Further up using emceee they make predictions here

I have tried to make predictions using the numpyro interface, just to make sure it is behaving correctly, but am struggling. Can anyone explain how to do it?

I think it should be something like:

posterior_samples = mcmc.get_samples()
predictive = Predictive(
    numpyro_model,
    posterior_samples=posterior_samples,
)
samples = predictive(
    rng_key, t=t, y=None, yerr=yerr
)

But when I plot the samples it looks to be producing garbage:

Can anyone see what I am doing incorrectly?

Here is a working example of the code, and the resultant output:

from jax import config

config.update("jax_enable_x64", True)
import celerite2.jax
import jax.numpy as jnp
import matplotlib.pyplot as plt
import numpy as np
import numpyro
import numpyro.distributions as dist
from celerite2.jax import terms as jax_terms
from jax import random
from numpyro.infer import MCMC, NUTS, Predictive

np.random.seed(42)
prior_sigma = 2.0
freq = np.linspace(1.0 / 8, 1.0 / 0.3, 500)
omega = 2 * np.pi * freq


t = np.sort(
    np.append(
        np.random.uniform(0, 3.8, 57),
        np.random.uniform(5.5, 10, 68),
    )
)
yerr = np.random.uniform(0.08, 0.22, len(t))
y = 0.2 * (t - 5) + np.sin(3 * t + 0.1 * (t - 5) ** 2) + yerr * np.random.randn(len(t))


true_t = np.linspace(0, 10, 500)
true_y = 0.2 * (true_t - 5) + np.sin(3 * true_t + 0.1 * (true_t - 5) ** 2)

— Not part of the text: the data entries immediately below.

//! WebSocket transport: per-connection state, the connection table, liveness, and the session loop.

pub mod connection;
pub mod heartbeat;
pub mod manager;
pub mod session;
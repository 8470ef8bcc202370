//! Settings error types.

use thiserror::Error;

/// Errors that can occur when loading or validating settings.
#[derive(Debug, Error)]
pub enum SettingsError {
    /// Failed to read the settings file from disk.
    #[error("failed to read settings file: {0}")]
    Io(#[from] std::io::Error),
    /// The settings file is not valid JSON or has the wrong shape.
    #[error("failed to parse settings JSON: {0}")]
    Json(#[from] serde_json::Error),
    /// A value is out of range or inconsistent with another.
    #[error("invalid settings value: {0}")]
    InvalidValue(String),
}

/// Result type for settings operations.
pub type Result<T> = std::result::Result<T, SettingsError>;

#[cfg(test)]
mod tests {
    use super::*;

    #[test]
    fn io_error_display() {
        let err = SettingsError::Io(std::io::Error::new(
            std::io::ErrorKind::PermissionDenied,
            "denied",
        ));
        assert!(err.to_string().contains("denied"));
    }

    #[test]
    fn invalid_value_display() {
        let err = SettingsError::InvalidValue("port must be non-zero".into());
        assert_eq!(err.to_string(), "invalid settings value: port must be non-zero");
    }

    #[test]
    fn json_error_from_conversion() {
        let json_err = serde_json::from_str::<serde_json::Value>("{bad}").unwrap_err();
        let err: SettingsError = json_err.into();
        assert!(matches!(err, SettingsError::Json(_)));
    }
}
//! Relay: the tagged events sessions emit and the dispatcher that acts on them.

pub mod dispatcher;
pub mod event;
pub mod outbound;

pub use dispatcher::{DispatchOutcome, Dispatcher, DropReason};
pub use event::{MessageEnvelope, RelayEvent};
pub use outbound::Outbound;
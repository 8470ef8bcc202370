//! `/health` endpoint body.

use std::time::Instant;

use serde::Serialize;

/// Health check response.
#[derive(Debug, Clone, Serialize)]
pub struct HealthResponse {
    /// `"ok"` while serving, `"shutting_down"` once shutdown began.
    pub status: String,
    /// Seconds since the server started.
    pub uptime_secs: u64,
    /// Open WebSocket connections.
    pub connections: usize,
    /// Users with a presence entry.
    pub online_users: usize,
}

/// Build a health response from live counters.
pub fn health_check(
    start_time: Instant,
    connections: usize,
    online_users: usize,
    shutting_down: bool,
) -> HealthResponse {
    HealthResponse {
        status: if shutting_down { "shutting_down" } else { "ok" }.into(),
        uptime_secs: start_time.elapsed().as_secs(),
        connections,
        online_users,
    }
}
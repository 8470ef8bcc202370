//! # courier-server
//!
//! Real-time presence and point-to-point message relay over WebSocket.
//!
//! - [`presence`]: in-memory user → connection registry
//! - [`relay`]: tagged relay events and the single dispatcher that applies them
//! - [`websocket`]: per-connection state, heartbeat, and the session loop
//! - [`server`]: Axum listener with `/ws`, `/health`, `/metrics`
//! - Graceful shutdown via `CancellationToken`

#![deny(unsafe_code)]

pub mod config;
pub mod errors;
pub mod health;
pub mod metrics;
pub mod presence;
pub mod relay;
pub mod server;
pub mod shutdown;
pub mod websocket;

pub use config::ServerConfig;
pub use errors::ServerError;
pub use presence::PresenceRegistry;
pub use server::CourierServer;
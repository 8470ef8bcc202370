//! State of one WebSocket connection.

use std::sync::atomic::{AtomicBool, AtomicU64, Ordering};
use std::time::{Duration, Instant};

use courier_core::ConnectionId;
use courier_core::protocol::OutboundFrame;
use parking_lot::Mutex;
use serde_json::Value;
use tokio::sync::mpsc;

/// Lifecycle of a connection. `Closed` is terminal.
#[derive(Clone, Copy, Debug, PartialEq, Eq)]
pub enum ConnectionState {
    /// Upgrade accepted, session not yet running.
    Connecting,
    /// Frames flow both ways.
    Open,
    /// Gone. Nothing is sent or accepted any more.
    Closed,
}

/// A connected WebSocket client as seen by the rest of the server.
pub struct ClientConnection {
    /// Transport-assigned identity.
    pub id: ConnectionId,
    state: Mutex<ConnectionState>,
    /// Queue drained by the session's writer task.
    tx: mpsc::Sender<String>,
    /// When the upgrade completed.
    pub connected_at: Instant,
    /// Whether the client has shown activity since the last heartbeat check.
    pub is_alive: AtomicBool,
    last_pong: Mutex<Instant>,
    /// Frames refused because the queue was full or closed.
    pub dropped_messages: AtomicU64,
}

impl ClientConnection {
    /// Create a connection in the `Connecting` state.
    pub fn new(id: ConnectionId, tx: mpsc::Sender<String>) -> Self {
        let now = Instant::now();
        Self {
            id,
            state: Mutex::new(ConnectionState::Connecting),
            tx,
            connected_at: now,
            is_alive: AtomicBool::new(true),
            last_pong: Mutex::new(now),
            dropped_messages: AtomicU64::new(0),
        }
    }

    /// Current lifecycle state.
    pub fn state(&self) -> ConnectionState {
        *self.state.lock()
    }

    /// `Connecting → Open`. Returns `false` if the connection already left `Connecting`.
    pub fn open(&self) -> bool {
        let mut state = self.state.lock();
        if *state == ConnectionState::Connecting {
            *state = ConnectionState::Open;
            true
        } else {
            false
        }
    }

    /// Move to `Closed`. Returns `false` if it already was.
    pub fn close(&self) -> bool {
        let mut state = self.state.lock();
        let was_closed = *state == ConnectionState::Closed;
        *state = ConnectionState::Closed;
        !was_closed
    }

    /// Whether frames may be sent.
    pub fn is_open(&self) -> bool {
        self.state() == ConnectionState::Open
    }

    /// Queue raw text for the writer task.
    ///
    /// Returns `false` without blocking when the connection is not open or
    /// the queue is full or closed; the drop counter is bumped in the latter case.
    pub fn send(&self, text: String) -> bool {
        if !self.is_open() {
            return false;
        }
        if self.tx.try_send(text).is_ok() {
            true
        } else {
            let _ = self.dropped_messages.fetch_add(1, Ordering::Relaxed);
            false
        }
    }

    /// Serialize `{"event", "data"}` and queue it.
    pub fn send_event(&self, event: &str, payload: &Value) -> bool {
        match OutboundFrame::new(event, payload).to_json() {
            Ok(text) => self.send(text),
            Err(_) => false,
        }
    }

    /// Frames refused so far.
    pub fn drop_count(&self) -> u64 {
        self.dropped_messages.load(Ordering::Relaxed)
    }

    /// Record client activity (pong or any inbound frame).
    pub fn mark_alive(&self) {
        self.is_alive.store(true, Ordering::Relaxed);
        *self.last_pong.lock() = Instant::now();
    }

    /// Time since the last recorded activity.
    pub fn last_pong_elapsed(&self) -> Duration {
        self.last_pong.lock().elapsed()
    }

    /// Read and clear the alive flag.
    pub fn check_alive(&self) -> bool {
        self.is_alive.swap(false, Ordering::Relaxed)
    }

    /// Time since the upgrade.
    pub fn age(&self) -> Duration {
        self.connected_at.elapsed()
    }
}
//! # courier-relay
//!
//! Binary entry point: loads settings, starts logging and metrics, and runs
//! the relay until Ctrl-C.

#![deny(unsafe_code)]

use std::path::PathBuf;

use anyhow::{Context, Result};
use clap::Parser;
use courier_core::logging::{self, LogFormat};
use courier_server::{CourierServer, ServerConfig};
use courier_settings::CourierSettings;

/// Real-time presence and message relay.
#[derive(Parser, Debug)]
#[command(name = "courier-relay", about = "Courier presence and message relay")]
struct Cli {
    /// Host to bind (overrides settings).
    #[arg(long)]
    host: Option<String>,

    /// Port to bind (overrides settings).
    #[arg(long)]
    port: Option<u16>,

    /// Settings file (default `~/.courier/settings.json`).
    #[arg(long)]
    settings: Option<PathBuf>,

    /// Log filter directive, e.g. `debug` or `info,courier_server=trace`.
    #[arg(long)]
    log_level: Option<String>,
}

impl Cli {
    /// Load settings from the chosen file and layer the flags on top.
    fn resolve_settings(&self) -> Result<CourierSettings> {
        let path = self
            .settings
            .clone()
            .unwrap_or_else(courier_settings::settings_path);
        let mut settings = courier_settings::load_settings_from_path(&path)
            .with_context(|| format!("Failed to load settings from {}", path.display()))?;
        self.apply_overrides(&mut settings);
        Ok(settings)
    }

    fn apply_overrides(&self, settings: &mut CourierSettings) {
        if let Some(ref host) = self.host {
            settings.server.host.clone_from(host);
        }
        if let Some(port) = self.port {
            settings.server.port = port;
        }
        if let Some(ref level) = self.log_level {
            settings.logging.level.clone_from(level);
        }
    }
}

#[tokio::main]
async fn main() -> Result<()> {
    let args = Cli::parse();
    let settings = args.resolve_settings()?;

    let format = if settings.logging.json {
        LogFormat::Json
    } else {
        LogFormat::Compact
    };
    logging::init_subscriber(&settings.logging.level, format);

    let metrics_handle = courier_server::metrics::install_recorder()
        .context("Failed to install metrics recorder")?;

    let config = ServerConfig::from(&settings.server);
    let server = CourierServer::new(config, metrics_handle).context("Invalid server config")?;
    let (addr, handle) = server.listen().await.context("Failed to start server")?;
    tracing::info!("Courier relay listening on ws://{addr}/ws");

    tokio::signal::ctrl_c()
        .await
        .context("Failed to listen for ctrl-c")?;
    tracing::info!("shutdown signal received");

    let _ = server.stop(handle, None).await;
    Ok(())
}
//! `tracing` subscriber setup.

use tracing_subscriber::EnvFilter;

/// Output format for log lines.
#[derive(Clone, Copy, Debug, PartialEq, Eq)]
pub enum LogFormat {
    /// Human-readable single-line output.
    Compact,
    /// One JSON object per line.
    Json,
}

/// Build the filter: `RUST_LOG` wins, otherwise `level`.
pub fn env_filter(level: &str) -> EnvFilter {
    EnvFilter::try_from_default_env().unwrap_or_else(|_| EnvFilter::new(level))
}

/// Initialize the global tracing subscriber writing to stderr.
///
/// Call once at startup. Later calls are no-ops.
pub fn init_subscriber(level: &str, format: LogFormat) {
    let filter = env_filter(level);
    let builder = tracing_subscriber::fmt()
        .with_env_filter(filter)
        .with_target(true)
        .with_writer(std::io::stderr);

    // try_init fails only if a global subscriber is already set
    let installed = match format {
        LogFormat::Compact => builder.compact().try_init(),
        LogFormat::Json => builder.json().with_current_span(true).try_init(),
    };
    if installed.is_ok() {
        tracing::debug!(level, ?format, "logging initialized");
    }
}

#[cfg(test)]
mod tests {
    use super::*;

    #[test]
    fn init_subscriber_is_idempotent() {
        init_subscriber("warn", LogFormat::Compact);
        init_subscriber("debug", LogFormat::Json);
    }

    #[test]
    fn env_filter_accepts_directives() {
        let filter = env_filter("info,courier_server=debug");
        assert!(!filter.to_string().is_empty());
    }
}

def numpyro_model(t, yerr, y=None):
    mean = numpyro.sample("mean", dist.Normal(0.0, prior_sigma))
    log_jitter = numpyro.sample("log_jitter", dist.Normal(0.0, prior_sigma))

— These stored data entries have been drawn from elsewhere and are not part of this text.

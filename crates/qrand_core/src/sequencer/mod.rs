//! Scrambled Halton sequencer.
//!
//! [`QRandSequencer`] owns, for every internal coordinate, a prime base, a
//! digit permutation fixing zero and a growable mixed-radix counter. Each call
//! to [`advance`](QRandSequencer::advance) increments all counters and
//! reconstructs one `(value, max_value)` pair per coordinate; the ratio
//! `value / max_value` is the scrambled radical inverse of the point index.
//!
//! ## Overflow policy
//!
//! Coordinates are reconstructed into `u64`. When any coordinate's denominator
//! leaves no room for another digit, every counter is cleared and the point
//! count restarts at zero. The sequence is therefore periodic with a period of
//! roughly `2^62` points; points may repeat after that.
//!
//! ## Example
//!
//! ```rust
//! use qrand_core::rng::ScrambleRng;
//! use qrand_core::QRandSequencer;
//!
//! let mut seq = QRandSequencer::new(3, &mut ScrambleRng::from_seed(9)).unwrap();
//! assert_eq!(seq.padded_dimensionality(), 4);
//!
//! let point = seq.advance();
//! assert_eq!(point.len(), 4);
//! for (value, max) in point.values.iter().zip(&point.max_values) {
//!     assert!(value < max);
//! }
//! ```

mod counter;
mod state;

pub use state::SequencerState;

use tracing::{debug, trace, warn};

use crate::error::{Result, SequencerError};
use crate::primes::{FIRST_PRIMES, MAX_DIMENSIONALITY};
use crate::rng::{LowDiscrepancySequence, Scrambler};

/// One raw point of the sequence.
///
/// `values[i] / max_values[i]` lies in `[0, 1)` for every padded coordinate.
#[derive(Clone, Debug, Default, PartialEq, Eq)]
pub struct SequencePoint {
    /// Scrambled numerators, one per padded coordinate.
    pub values: Vec<u64>,
    /// Denominators `base^digits`, one per padded coordinate.
    pub max_values: Vec<u64>,
}

impl SequencePoint {
    /// Number of padded coordinates in the point.
    #[inline]
    pub fn len(&self) -> usize {
        self.values.len()
    }

    /// Returns `true` when the point has no coordinates.
    #[inline]
    pub fn is_empty(&self) -> bool {
        self.values.is_empty()
    }

    /// Coordinate `i` as a real number in `[0, 1)`.
    #[inline]
    pub fn unit(&self, i: usize) -> f64 {
        self.values[i] as f64 / self.max_values[i] as f64
    }
}

/// Scrambled Halton quasi-random sequence generator.
///
/// A sequencer is a plain owned value: it is not shared, carries no hidden
/// global state and must not be advanced from several threads at once. Use
/// one instance per worker, or [`skip`](Self::skip) cloned instances to
/// disjoint ranges.
#[derive(Clone, Debug, Default, PartialEq, Eq)]
pub struct QRandSequencer {
    /// Dimensionality requested by the caller (possibly odd).
    dimensionality: usize,
    /// Prime base of each padded coordinate.
    bases: Vec<u32>,
    /// Digit permutation of each padded coordinate; `permutations[i][0] == 0`.
    permutations: Vec<Vec<u32>>,
    /// Point index of each padded coordinate in its base, least significant first.
    counters: Vec<Vec<u32>>,
    /// Points generated since the last reset.
    count: u64,
}

impl QRandSequencer {
    /// Creates a sequencer of the given dimensionality.
    ///
    /// A dimensionality of zero yields an uninitialised sequencer that can be
    /// reset or loaded later.
    ///
    /// # Errors
    ///
    /// Returns [`SequencerError::InvalidDimension`] if `dimensionality`
    /// exceeds 1000.
    pub fn new<S: Scrambler + ?Sized>(dimensionality: usize, scrambler: &mut S) -> Result<Self> {
        let mut sequencer = Self::default();
        if dimensionality != 0 {
            sequencer.reset(dimensionality, scrambler)?;
        }
        Ok(sequencer)
    }

    /// Reinitialises the sequencer.
    ///
    /// Takes the first `padded` primes (dimensionality rounded up to even),
    /// shuffles their assignment to coordinates, draws one permutation of
    /// `[1, base)` per coordinate while keeping digit 0 fixed, clears all
    /// counters and sets the point count to zero.
    ///
    /// # Errors
    ///
    /// Returns [`SequencerError::InvalidDimension`] if `dimensionality`
    /// exceeds 1000; the sequencer is left untouched.
    pub fn reset<S: Scrambler + ?Sized>(
        &mut self,
        dimensionality: usize,
        scrambler: &mut S,
    ) -> Result<()> {
        if dimensionality > MAX_DIMENSIONALITY {
            return Err(SequencerError::InvalidDimension {
                requested: dimensionality,
                max: MAX_DIMENSIONALITY,
            });
        }
        let padded = dimensionality + dimensionality % 2;

        let mut bases: Vec<u32> = FIRST_PRIMES[..padded].iter().map(|&p| u32::from(p)).collect();
        scrambler.scramble(&mut bases);

        let permutations = bases
            .iter()
            .map(|&base| {
                let mut permutation: Vec<u32> = (0..base).collect();
                scrambler.scramble(&mut permutation[1..]);
                permutation
            })
            .collect();

        self.dimensionality = dimensionality;
        self.bases = bases;
        self.permutations = permutations;
        self.counters = vec![Vec::new(); padded];
        self.count = 0;

        debug!(dimensionality, padded, "sequencer reset");
        Ok(())
    }

    /// Dimensionality requested by the caller.
    #[inline]
    pub fn dimensionality(&self) -> usize {
        self.dimensionality
    }

    /// Number of internal coordinates (dimensionality rounded up to even).
    #[inline]
    pub fn padded_dimensionality(&self) -> usize {
        self.bases.len()
    }

    /// Points generated since the last reset.
    #[inline]
    pub fn count(&self) -> u64 {
        self.count
    }

    /// Prime base of each padded coordinate.
    #[inline]
    pub fn bases(&self) -> &[u32] {
        &self.bases
    }

    /// Digit permutation of each padded coordinate.
    #[inline]
    pub fn permutations(&self) -> &[Vec<u32>] {
        &self.permutations
    }

    /// Current digits of each padded coordinate, least significant first.
    #[inline]
    pub fn counters(&self) -> &[Vec<u32>] {
        &self.counters
    }

    /// Returns `true` once the sequencer has been reset or loaded.
    #[inline]
    pub fn is_initialised(&self) -> bool {
        !self.bases.is_empty()
    }

    /// Number of points after which the sequence wraps around.
    ///
    /// The count always stays below this value.
    pub fn period(&self) -> u64 {
        counter::period(&self.bases)
    }

    /// Generates the next raw point.
    ///
    /// Returns one `(value, max_value)` pair per padded coordinate. An
    /// uninitialised sequencer yields an empty point.
    pub fn advance(&mut self) -> SequencePoint {
        let padded = self.padded_dimensionality();
        let mut point = SequencePoint {
            values: vec![0; padded],
            max_values: vec![0; padded],
        };
        self.step(&mut point.values, &mut point.max_values);
        point
    }

    /// Generates the next raw point into caller-owned buffers.
    ///
    /// # Errors
    ///
    /// Returns [`SequencerError::InvalidRange`] when a buffer length differs
    /// from [`padded_dimensionality`](Self::padded_dimensionality); nothing is
    /// advanced in that case.
    pub fn advance_into(&mut self, values: &mut [u64], max_values: &mut [u64]) -> Result<()> {
        let padded = self.padded_dimensionality();
        if values.len() != padded {
            return Err(SequencerError::size_mismatch("values", padded, values.len()));
        }
        if max_values.len() != padded {
            return Err(SequencerError::size_mismatch(
                "max_values",
                padded,
                max_values.len(),
            ));
        }
        self.step(values, max_values);
        Ok(())
    }

    fn step(&mut self, values: &mut [u64], max_values: &mut [u64]) {
        if !self.is_initialised() {
            return;
        }
        let mut should_reset = false;
        let coordinates = self
            .bases
            .iter()
            .zip(&self.permutations)
            .zip(self.counters.iter_mut());

        for (i, ((&base, permutation), digits)) in coordinates.enumerate() {
            counter::increment(digits, base);
            let (value, max_value) = counter::scrambled_value(digits, permutation, base);
            values[i] = value;
            max_values[i] = max_value;
            should_reset |= counter::near_ceiling(max_value, base);
        }

        if should_reset {
            warn!(
                points = self.count + 1,
                "counter headroom exhausted, restarting sequence"
            );
            self.counters.iter_mut().for_each(Vec::clear);
            self.count = 0;
        } else {
            self.count += 1;
        }
    }

    /// Skips `n` points.
    ///
    /// The result is identical to calling [`advance`](Self::advance) `n`
    /// times, including wrap-around, but costs one base conversion per
    /// coordinate.
    pub fn skip(&mut self, n: u64) {
        if !self.is_initialised() || n == 0 {
            return;
        }
        let period = u128::from(self.period());
        // count < period, so the remainder fits in u64
        let target = ((u128::from(self.count) + u128::from(n)) % period) as u64;
        trace!(from = self.count, to = target, skipped = n, "skip ahead");
        self.count = target;
        self.rebuild_counters();
    }

    /// Rebuilds every digit counter from the point count.
    fn rebuild_counters(&mut self) {
        let count = self.count;
        self.counters.resize_with(self.bases.len(), Vec::new);
        for (digits, &base) in self.counters.iter_mut().zip(&self.bases) {
            counter::digits_of(count, base, digits);
        }
    }

    /// Fails with [`SequencerError::NotInitialised`] before any reset or load.
    pub(crate) fn ensure_initialised(&self) -> Result<()> {
        if self.is_initialised() {
            Ok(())
        } else {
            Err(SequencerError::NotInitialised)
        }
    }
}

impl LowDiscrepancySequence for QRandSequencer {
    fn dimension(&self) -> usize {
        self.dimensionality
    }

    fn next_point(&mut self, point: &mut [f64]) -> Result<()> {
        self.ensure_initialised()?;
        if point.len() != self.dimensionality {
            return Err(SequencerError::size_mismatch(
                "point",
                self.dimensionality,
                point.len(),
            ));
        }
        let raw = self.advance();
        for (i, x) in point.iter_mut().enumerate() {
            *x = raw.unit(i);
        }
        Ok(())
    }

    fn skip(&mut self, n: u64) {
        QRandSequencer::skip(self, n)
    }
}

    log_sigma1 = numpyro.sample("log_sigma1", dist.Normal(0.0, prior_sigma))
    log_rho1 = numpyro.sample("log_rho1", dist.Normal(0.0, prior_sigma))
    log_tau = numpyro.sample("log_tau", dist.Normal(0.0, prior_sigma))
    term1 = jax_terms.SHOTerm(
        sigma=jnp.exp(log_sigma1), rho=jnp.exp(log_rho1), tau=jnp.exp(log_tau)
    )

    log_sigma2 = numpyro.sample("log_sigma2", dist.Normal(0.0, prior_sigma))
    log_rho2 = numpyro.sample("log_rho2", dist.Normal(0.0, prior_sigma))
    term2 = jax_terms.SHOTerm(sigma=jnp.exp(log_sigma2), rho=jnp.exp(log_rho2), Q=0.25)

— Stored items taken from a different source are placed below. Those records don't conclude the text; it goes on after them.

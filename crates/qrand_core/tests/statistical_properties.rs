//! Statistical behaviour of the derived distributions.
//!
//! Quasi-random points are deterministic, so these checks use fixed seeds and
//! tolerances well inside what a scrambled Halton sequence achieves.

use approx::assert_relative_eq;
use nalgebra::{DMatrix, DVector};
use qrand_core::batch::{gaussian_batch, par_generate, uniform_batch};
use qrand_core::covariance::sqrt_covariance;
use qrand_core::rng::ScrambleRng;
use qrand_core::QRandSequencer;

fn seeded(dimensionality: usize, seed: u64) -> QRandSequencer {
    QRandSequencer::new(dimensionality, &mut ScrambleRng::from_seed(seed)).unwrap()
}

/// Each tenth of every coordinate receives close to its share of points.
#[test]
fn test_uniform_bin_coverage() {
    let mut seq = seeded(6, 99);
    let n = 10_000;
    let points = uniform_batch(&mut seq, n, 0.0, 1.0).unwrap();

    for d in 0..6 {
        let mut bins = [0usize; 10];
        for p in &points {
            bins[(p[d] * 10.0) as usize] += 1;
        }
        for &hits in &bins {
            assert!((940..=1060).contains(&hits), "coordinate {} bin count {}", d, hits);
        }
    }
}

/// Per-coordinate means of uniform samples converge quickly.
#[test]
fn test_uniform_coordinate_means() {
    let mut seq = seeded(16, 5);
    let n = 16_384;
    let points = uniform_batch(&mut seq, n, -1.0, 1.0).unwrap();
    for d in 0..16 {
        let mean = points.iter().map(|p| p[d]).sum::<f64>() / n as f64;
        assert!(mean.abs() < 0.025, "coordinate {} mean {}", d, mean);
    }
}

/// Dice rolls hit every face evenly.
#[test]
fn test_integer_faces_even() {
    let mut seq = seeded(3, 21);
    let n = 6_000;
    let rolls = par_generate(&mut seq, n, |s| s.integer_vector(1, 7)).unwrap();
    for d in 0..3 {
        let mut faces = [0usize; 6];
        for roll in &rolls {
            faces[(roll[d] - 1) as usize] += 1;
        }
        for &count in &faces {
            assert!((900..=1100).contains(&count), "face count {}", count);
        }
    }
}

/// Standard normal batches have zero mean, unit variance and no correlation.
#[test]
fn test_gaussian_batch_moments() {
    let mut seq = seeded(4, 2718);
    let n = 20_000;
    let samples = gaussian_batch(&mut seq, n).unwrap();

    let mean = samples.iter().fold(DVector::zeros(4), |acc, s| acc + s) / n as f64;
    for m in mean.iter() {
        assert!(m.abs() < 0.04, "mean {}", m);
    }

    let cov = sample_covariance(&samples, &mean);
    for i in 0..4 {
        for j in 0..4 {
            let target = if i == j { 1.0 } else { 0.0 };
            assert!((cov[(i, j)] - target).abs() < 0.05, "cov[{},{}] = {}", i, j, cov[(i, j)]);
        }
    }
}

/// Correlated draws reproduce the target covariance.
#[test]
fn test_correlated_covariance_estimate() {
    let target = DMatrix::from_row_slice(3, 3, &[4.0, 1.2, -0.8, 1.2, 1.0, 0.3, -0.8, 0.3, 2.25]);
    let root = sqrt_covariance(&target).unwrap();
    assert_relative_eq!(&root * root.transpose(), target.clone(), epsilon = 1e-10);

    let center = [10.0, -5.0, 0.5];
    let mut seq = seeded(3, 31);
    let n = 20_000;
    let samples = par_generate(&mut seq, n, |s| s.gaussian_correlated(&center, &root)).unwrap();

    let mean = samples.iter().fold(DVector::zeros(3), |acc, s| acc + s) / n as f64;
    for (m, c) in mean.iter().zip(center) {
        assert!((m - c).abs() < 0.08, "mean {} vs {}", m, c);
    }
    let cov = sample_covariance(&samples, &mean);
    for i in 0..3 {
        for j in 0..3 {
            let tolerance = 0.06 * (target[(i, i)] * target[(j, j)]).sqrt() + 0.02;
            assert!(
                (cov[(i, j)] - target[(i, j)]).abs() < tolerance,
                "cov[{},{}] = {} vs {}",
                i,
                j,
                cov[(i, j)],
                target[(i, j)]
            );
        }
    }
}

fn sample_covariance(samples: &[DVector<f64>], mean: &DVector<f64>) -> DMatrix<f64> {
    let dim = mean.len();
    let mut cov = DMatrix::zeros(dim, dim);
    for s in samples {
        let centred = s - mean;
        cov += &centred * centred.transpose();
    }
    cov / (samples.len() - 1) as f64
}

    kernel = term1 + term2
    gp = celerite2.jax.GaussianProcess(kernel, mean=mean)
    gp.compute(t, diag=yerr**2 + jnp.exp(log_jitter), check_sorted=False)

    numpyro.sample("obs", gp.numpyro_dist(), obs=y)
    numpyro.deterministic("psd", kernel.get_psd(omega))


nuts_kernel = NUTS(numpyro_model, dense_mass=True)
mcmc = MCMC(
    nuts_kernel,
    num_warmup=1000,
    num_samples=1000,
    num_chains=2,
    progress_bar=False,
)
rng_key = random.PRNGKey(34923)
mcmc.run(rng_key, t, yerr, y=y)
posterior_samples = mcmc.get_samples()


t_pred = jnp.linspace(0, 10, 500)
predictive = Predictive(numpyro_model, posterior_samples, return_sites=["obs"])
rng_key, rng_key_pred = random.split(rng_key)


predictions = predictive(rng_key_pred, t=t_pred, yerr=jnp.mean(yerr))


predicted_means = predictions["obs"]
mean_pred = jnp.mean(predicted_means, axis=0)
lower_ci = jnp.percentile(predicted_means, 2.5, axis=0)
upper_ci = jnp.percentile(predicted_means, 97.5, axis=0)


plt.figure(figsize=(10, 6))


plt.plot(true_t, true_y, color="green", label="True Function", linewidth=2)

plt.errorbar(t, y, yerr=yerr, fmt=".k", capsize=3, label="Observed Data")

plt.plot(t_pred, mean_pred, color="blue", label="Predicted Mean", linewidth=2)
plt.fill_between(
    t_pred, lower_ci, upper_ci, color="blue", alpha=0.3, label="95% Credible Interval"
)

plt.xlabel("t")
plt.ylabel("y")
plt.title("Posterior Predictions with 95% Credible Intervals")
plt.legend()
plt.grid()
plt.show()

With emcee the predictions look like:

emcee_prediction

Can anyone spot what I am doing wrong, or explain how to get correct predictions from numpyro using Predictive?

I think GP prediction does not work that way. You can see an example at Example: Gaussian Process — NumPyro documentation

Hi @fehiepsi - thanks for the link. I had a look at it previously but couldn’t see how to get predictions out using celerite2. Though I think I may have figured it out now.